- _Problem description_: Wherever a line in the material contains the word "existing", copy that line.

- _Records for this exercise_:
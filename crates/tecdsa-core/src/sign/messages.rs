//! Signing round messages

use k256::Scalar;
use serde::{Deserialize, Serialize};
use std::collections::BTreeMap;

use crate::types::{bytes32_hex, scalar_hex};
use crate::{CeremonyId, ParticipantId, Point, SessionId, ShareIndex, TargetId};

/// Everything a signer needs to join a session
#[derive(Debug, Clone, PartialEq, Eq, Serialize, Deserialize)]
pub struct SigningRequest {
    /// Session being joined
    pub session_id: SessionId,
    /// Ceremony whose key signs
    pub ceremony_id: CeremonyId,
    /// Target identity of that key
    pub target: TargetId,
    /// 32-byte message hash
    #[serde(with = "bytes32_hex")]
    pub message_hash: [u8; 32],
    /// Signer set with share indices
    pub signers: BTreeMap<ParticipantId, ShareIndex>,
}

/// Round 1: ephemeral commitments `R_i = k_i·G`, `Gamma_i = gamma_i·G`
#[derive(Debug, Clone, PartialEq, Eq, Serialize, Deserialize)]
pub struct NonceCommitment {
    /// R_i
    pub r_point: Point,
    /// Gamma_i
    pub gamma_point: Point,
}

/// Delta round: additive share of `k·gamma`
#[derive(Debug, Clone, PartialEq, Eq, Serialize, Deserialize)]
pub struct DeltaShare {
    /// delta_i
    #[serde(with = "scalar_hex")]
    pub delta: Scalar,
}

/// Final round: additive share of `s`
#[derive(Debug, Clone, PartialEq, Eq, Serialize, Deserialize)]
pub struct SignatureShare {
    /// sigma_i
    #[serde(with = "scalar_hex")]
    pub sigma: Scalar,
}
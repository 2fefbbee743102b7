//! Coordinator configuration

use serde::{Deserialize, Serialize};
use std::path::Path;
use tecdsa_core::mta::MIN_MODULUS_BITS;
use tecdsa_core::sign::AggregateOptions;

use crate::{CeremonyError, Result};

/// Longest accepted round timeout: one week
pub const MAX_ROUND_TIMEOUT_SECS: u64 = 7 * 24 * 60 * 60;

/// What to do when a participant submits twice in one round
#[derive(Debug, Clone, Copy, Default, PartialEq, Eq, Serialize, Deserialize)]
#[serde(rename_all = "snake_case")]
pub enum DuplicatePolicy {
    /// Identical resubmission is a no-op, a different one is rejected
    #[default]
    IgnoreIdentical,
    /// Every resubmission is rejected
    Reject,
}

/// Coordinator settings, loadable from JSON
#[derive(Debug, Clone, PartialEq, Eq, Serialize, Deserialize)]
#[serde(default)]
pub struct CoordinatorConfig {
    /// Signatures require this many devices
    pub threshold: usize,
    /// Devices taking part in each DKG
    pub total_signers: usize,
    /// Seconds each round stays open
    pub round_timeout_secs: u64,
    /// Resubmission handling
    pub duplicate_policy: DuplicatePolicy,
    /// Shared secret required to enroll, if set
    pub enrollment_key: Option<String>,
    /// Enrollment cap
    pub max_devices: usize,
    /// EIP-155 chain id for `v`
    pub chain_id: Option<u64>,
    /// Normalize `s` to the lower half of the order
    pub low_s: bool,
    /// Target identity used when `start_dkg` gets none
    pub default_target: String,
    /// Smallest Paillier modulus accepted at enrollment
    pub min_paillier_bits: usize,
}

impl Default for CoordinatorConfig {
    fn default() -> Self {
        Self {
            threshold: tecdsa_core::DEFAULT_THRESHOLD,
            total_signers: tecdsa_core::DEFAULT_SIGNERS,
            round_timeout_secs: 300,
            duplicate_policy: DuplicatePolicy::default(),
            enrollment_key: None,
            max_devices: 16,
            chain_id: None,
            low_s: true,
            default_target: "default".to_string(),
            min_paillier_bits: MIN_MODULUS_BITS,
        }
    }
}

impl CoordinatorConfig {
    /// Parse and validate a JSON document
    pub fn from_json(json: &str) -> Result<Self> {
        let config: Self = serde_json::from_str(json)?;
        config.validate()?;
        Ok(config)
    }

    /// Load and validate a JSON file
    pub fn load(path: impl AsRef<Path>) -> Result<Self> {
        let json = std::fs::read_to_string(path.as_ref()).map_err(|e| {
            CeremonyError::InvalidConfig(format!("{}: {}", path.as_ref().display(), e))
        })?;
        Self::from_json(&json)
    }

    /// Check the settings are coherent
    pub fn validate(&self) -> Result<()> {
        if self.threshold < 1 || self.threshold > self.total_signers {
            return Err(CeremonyError::InvalidConfig(format!(
                "threshold {} must be in 1..={}",
                self.threshold, self.total_signers
            )));
        }
        if self.max_devices < self.total_signers {
            return Err(CeremonyError::InvalidConfig(format!(
                "max_devices {} is below total_signers {}",
                self.max_devices, self.total_signers
            )));
        }
        if self.min_paillier_bits < MIN_MODULUS_BITS {
            return Err(CeremonyError::InvalidConfig(format!(
                "min_paillier_bits must be at least {}",
                MIN_MODULUS_BITS
            )));
        }
        if self.round_timeout_secs == 0 || self.round_timeout_secs > MAX_ROUND_TIMEOUT_SECS {
            return Err(CeremonyError::InvalidConfig(format!(
                "round_timeout_secs {} must be in 1..={}",
                self.round_timeout_secs, MAX_ROUND_TIMEOUT_SECS
            )));
        }
        if self.default_target.is_empty() {
            return Err(CeremonyError::InvalidConfig(
                "default_target is empty".into(),
            ));
        }
        Ok(())
    }

    /// Round length as a chrono duration
    pub fn round_timeout(&self) -> chrono::Duration {
        chrono::Duration::seconds(self.round_timeout_secs.min(MAX_ROUND_TIMEOUT_SECS) as i64)
    }

    /// Signature encoding options
    pub fn aggregate_options(&self) -> AggregateOptions {
        AggregateOptions {
            low_s: self.low_s,
            chain_id: self.chain_id,
        }
    }
}

#[cfg(test)]
mod tests {
    use super::*;

    #[test]
    fn test_defaults_fill_missing_fields() {
        let config = CoordinatorConfig::from_json(r#"{ "threshold": 2, "chain_id": 1 }"#).unwrap();
        assert_eq!(config.threshold, 2);
        assert_eq!(config.total_signers, 5);
        assert_eq!(config.chain_id, Some(1));
        assert_eq!(config.duplicate_policy, DuplicatePolicy::IgnoreIdentical);
        assert!(config.low_s);
    }

    #[test]
    fn test_rejects_incoherent_settings() {
        assert!(CoordinatorConfig::from_json(r#"{ "threshold": 6 }"#).is_err());
        assert!(CoordinatorConfig::from_json(r#"{ "threshold": 0 }"#).is_err());
        assert!(CoordinatorConfig::from_json(r#"{ "max_devices": 3 }"#).is_err());
        assert!(CoordinatorConfig::from_json(r#"{ "min_paillier_bits": 1024 }"#).is_err());
        assert!(CoordinatorConfig::from_json(r#"{ "duplicate_policy": "overwrite" }"#).is_err());
        assert!(CoordinatorConfig::from_json(r#"{ "round_timeout_secs": 0 }"#).is_err());
        assert!(CoordinatorConfig::from_json(
            r#"{ "round_timeout_secs": 18446744073709551615 }"#
        )
        .is_err());
        let week = CoordinatorConfig::from_json(r#"{ "round_timeout_secs": 604800 }"#).unwrap();
        assert_eq!(week.round_timeout(), chrono::Duration::days(7));

        let reject = CoordinatorConfig::from_json(r#"{ "duplicate_policy": "reject" }"#).unwrap();
        assert_eq!(reject.duplicate_policy, DuplicatePolicy::Reject);
    }
}
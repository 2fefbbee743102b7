//! Phases and per-round submission tracking

use serde::{Deserialize, Serialize};
use std::collections::BTreeMap;

use crate::{DuplicatePolicy, Progress};

/// Lifecycle phase of a ceremony or signing session
#[derive(Debug, Clone, Copy, PartialEq, Eq, Serialize, Deserialize)]
#[serde(rename_all = "snake_case")]
pub enum Phase {
    /// Ceremony built, participants not yet admitted
    Created,
    /// Waiting for DKG submissions from every participant
    DkgCollecting,
    /// Group key derived; key shares are being confirmed
    DkgComplete,
    /// Waiting for (R_i, Gamma_i) from every signer
    SigningCollectingCommitments,
    /// Relaying MtA requests and responses
    SigningCollectingMta,
    /// Waiting for delta shares
    SigningCollectingDeltas,
    /// Waiting for signature shares
    SigningCollectingShares,
    /// Signature released
    Completed,
    /// Stopped; see the abort reason
    Aborted,
}

impl Phase {
    /// No further transitions
    pub fn is_terminal(&self) -> bool {
        matches!(self, Phase::Completed | Phase::Aborted)
    }

    /// A round with a deadline is open
    pub fn is_collecting(&self) -> bool {
        matches!(
            self,
            Phase::DkgCollecting
                | Phase::SigningCollectingCommitments
                | Phase::SigningCollectingMta
                | Phase::SigningCollectingDeltas
                | Phase::SigningCollectingShares
        )
    }
}

impl std::fmt::Display for Phase {
    fn fmt(&self, f: &mut std::fmt::Formatter<'_>) -> std::fmt::Result {
        let name = match self {
            Phase::Created => "created",
            Phase::DkgCollecting => "dkg_collecting",
            Phase::DkgComplete => "dkg_complete",
            Phase::SigningCollectingCommitments => "signing_collecting_commitments",
            Phase::SigningCollectingMta => "signing_collecting_mta",
            Phase::SigningCollectingDeltas => "signing_collecting_deltas",
            Phase::SigningCollectingShares => "signing_collecting_shares",
            Phase::Completed => "completed",
            Phase::Aborted => "aborted",
        };
        f.write_str(name)
    }
}

/// Result of offering a submission to a round
#[derive(Debug, Clone, Copy, PartialEq, Eq)]
pub enum Admission {
    /// Stored; the count went up
    Accepted,
    /// Identical to what is stored; nothing changed
    Duplicate,
    /// Refused; nothing changed
    Conflict,
}

/// Submissions of one round, keyed by submitter
///
/// Stored entries are never overwritten.
#[derive(Debug, Clone)]
pub struct Round<K, V> {
    entries: BTreeMap<K, V>,
    required: usize,
}

impl<K: Ord, V: PartialEq> Round<K, V> {
    /// Round closing at `required` submissions
    pub fn new(required: usize) -> Self {
        Self {
            entries: BTreeMap::new(),
            required,
        }
    }

    /// Offer a submission under `policy`
    pub fn submit(&mut self, key: K, value: V, policy: DuplicatePolicy) -> Admission {
        match self.entries.get(&key) {
            None => {
                self.entries.insert(key, value);
                Admission::Accepted
            }
            Some(existing) => match policy {
                DuplicatePolicy::IgnoreIdentical if *existing == value => Admission::Duplicate,
                _ => Admission::Conflict,
            },
        }
    }

    /// Compare a resubmission against a closed round without storing it
    pub fn recheck(&self, key: &K, value: &V, policy: DuplicatePolicy) -> Admission {
        match (self.entries.get(key), policy) {
            (Some(existing), DuplicatePolicy::IgnoreIdentical) if existing == value => {
                Admission::Duplicate
            }
            _ => Admission::Conflict,
        }
    }

    /// Quorum reached
    pub fn is_complete(&self) -> bool {
        self.entries.len() >= self.required
    }

    /// Counters for status replies
    pub fn progress(&self) -> Progress {
        Progress {
            received: self.entries.len(),
            required: self.required,
        }
    }

    /// Stored submission of `key`
    pub fn get(&self, key: &K) -> Option<&V> {
        self.entries.get(key)
    }

    /// Whether `key` submitted
    pub fn contains(&self, key: &K) -> bool {
        self.entries.contains_key(key)
    }

    /// All submissions in key order
    pub fn entries(&self) -> &BTreeMap<K, V> {
        &self.entries
    }
}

- _Answer section_:
            Some(existing) => match policy {
                DuplicatePolicy::IgnoreIdentical if *existing == value => Admission::Duplicate,
            (Some(existing), DuplicatePolicy::IgnoreIdentical) if existing == value => {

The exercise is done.